Миров много – наверно, слишком много для глупой ведьмы, разум
которой черной гусеницей мерит бесконечные переплетения ветвей.
Развилка: направо – покой, налево – война, еще развилка: налево –
потеряешь коня, направо – свободу, прямо – жизнь. И еще одна, самая
главная: в одну сторону лежит мир, сотворенный словом Бога, в
другую – родившийся по воле той, что решилась его пересказать.
Я проживаю жизнь, разделяя каждую из ветвей на несколько новых –
сухих и хрупких, что упадут в бездну при первом порыве ветра, живых
и зеленых, что пока еще держатся. Двигаясь от одной развилки к
другой, ищу путь, единственную возможность, в которой смерть не
станет маячить за спиной, усмехаясь и сжимая косу с острым
синеватым лезвием… Но пути нет, развилок все больше, и каждая
вторая оканчивается тупиком, обрывом, треском сухой древесины.
У меня мало разума, господин мой, у меня тонкая кожа и нет
костей. Я замерзла и совершенно запуталась, а потому всю зиму буду
видеть сны и отращивать широкие в рыжих узорах крылья, которые
однажды обнимут пламя. В этих снах будет полет над бескрайним
лесом, и книга с оторванной обложкой, которую листает ветер на краю
крыши, и единственное имя, что произнесено светом и означает
свет.
Нестерпимо яркий и ослепительно белый…
Я внезапно поняла, что живу, когда мне было лет семь.
Нет, я и до этого могла отличить живое от мертвого, – только
мысль о том, что я есть от всего прочего наособицу, ко мне не
приходила. Знает ли листок на ветке, что жив? Помнит ли былинка,
что была зернышком, а станет прахом?
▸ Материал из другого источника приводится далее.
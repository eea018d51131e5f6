//! Capture and recognition collaborator seams
//!
//! Both stages are external collaborators defined only by their
//! input/output contract. Concrete implementations live in the
//! stocktake-stages crate.

use async_trait::async_trait;
use chrono::{DateTime, Utc};
use serde::{Deserialize, Serialize};
use serde_json::Value;
use thiserror::Error;

/// Result of a single capture sub-step
#[derive(Debug, Clone, Serialize, Deserialize)]
pub struct CaptureStepResult {
    /// Sub-step name, e.g. the script file name
    pub script: String,
    pub exit_code: i32,
    pub stdout: String,
    pub stderr: String,
    pub success: bool,
    /// Set when the sub-step never produced an exit status
    #[serde(default, skip_serializing_if = "Option::is_none")]
    pub error: Option<String>,
}

impl CaptureStepResult {
    pub fn ok(script: impl Into<String>, stdout: impl Into<String>) -> Self {
        Self {
            script: script.into(),
            exit_code: 0,
            stdout: stdout.into(),
            stderr: String::new(),
            success: true,
            error: None,
        }
    }

    pub fn failed(script: impl Into<String>, exit_code: i32, error: impl Into<String>) -> Self {
        Self {
            script: script.into(),
            exit_code,
            stdout: String::new(),
            stderr: String::new(),
            success: false,
            error: Some(error.into()),
        }
    }
}

/// CaptureStage trait - acquires raw imagery for one bin
///
/// The stage as a whole never fails: each sub-step carries its own success
/// flag and the sequence always runs to the end.
#[async_trait]
pub trait CaptureStage: Send + Sync {
    async fn capture(&self, task_id: &str, bin_location: &str) -> Vec<CaptureStepResult>;
}

/// Output of the recognition stage for one bin
#[derive(Debug, Clone, Serialize, Deserialize)]
pub struct RecognitionOutcome {
    /// References to captured imagery
    pub image_data: Value,
    /// Derived counts and identifiers
    pub compute_result: Value,
    pub capture_time: Option<DateTime<Utc>>,
    pub compute_time: Option<DateTime<Utc>>,
}

/// Recognition stage errors
#[derive(Debug, Error)]
pub enum RecognitionError {
    #[error("HTTP error: {0}")]
    Http(String),

    #[error("recognition service error: {0}")]
    Service(String),

    #[error("serialization error: {0}")]
    Serialization(String),
}

/// RecognitionStage trait - derives inventory results from captured imagery
#[async_trait]
pub trait RecognitionStage: Send + Sync {
    async fn recognize(
        &self,
        task_id: &str,
        bin_location: &str,
    ) -> Result<RecognitionOutcome, RecognitionError>;
}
Как и всё кругом, я была
частью раз и навсегда заведенного порядка, где день днем, а ночь
ночью, лес был рядом, а Бог далеко, руки-ноги целы, отец пил пиво,
мать молчала, а бабка Магда сушила травы.
Вот хата, тут я когда-то родилась, потом была младенцем, а нынче
стала девочкой. Большая печка, окошко, лавки вдоль стен, бабкин
сундук за занавеской, прялка, стол в углу, а над ним на стене
распятие и святые образа. Вот лес – близко, почти за порогом:
стволы и кроны, бесконечные тропы, цветы и травы, птицы и мотыльки,
грибы и ягоды, и слова бабушки: «Ты мала еще, – смотри, далеко не
заходи».
Вот деревня, – в ней живут люди, а за нею замок на холме, – в
нем живут господа, а над ними и лесом небо, – там обитают луна,
звезды и солнышко, которые всем видны, а еще ангелы Божьи и Иисус
со святыми, которых так просто не разглядишь. Вот ясно летичко,
запах скошенной травы и земляника на опушке, и лебеда, что надо
дергать на огороде, а за летом будет жатва и колоски в подоле, и
долгие дожди. После них приедет святой Мартин на белом конике и
принесет снег, и с Рождества до весны дороги заметет метель, а
потом доброе тепло растопит сугробы, и все повторится заново.
Вот дорога – по земле, под землей, по воде и в небо, а впереди
не то в конце той дороги – яркий свет, яростное кружение, тысячи
несущихся по ветру сияющих нитей…
***
Тогда как раз стоял ясный веселый март, я вволю набегалась по
лужам, и к вечеру меня начало здорово лихорадить. Помню, тело
горело, словно в печке, потолок будто бы падал сверху; бабка Магда
поила меня горьким травяным отваром, и лицо ее расплывалось,
уплывало куда-то… Потом я летела над лесом вровень с редкими
облаками, и внизу, далеко-далеко, была наша деревня и холмы, и
господский замок, и соседние Подзамцы, и совсем дальние Боровицы, и
где-то на горизонте городок.
А в ушах звучала незнакомая песня – словно из другой какой-то
жизни:
Вот холмы с дорогой, лесом да селами,
Вот корчма, а из дверей пахнет жареным.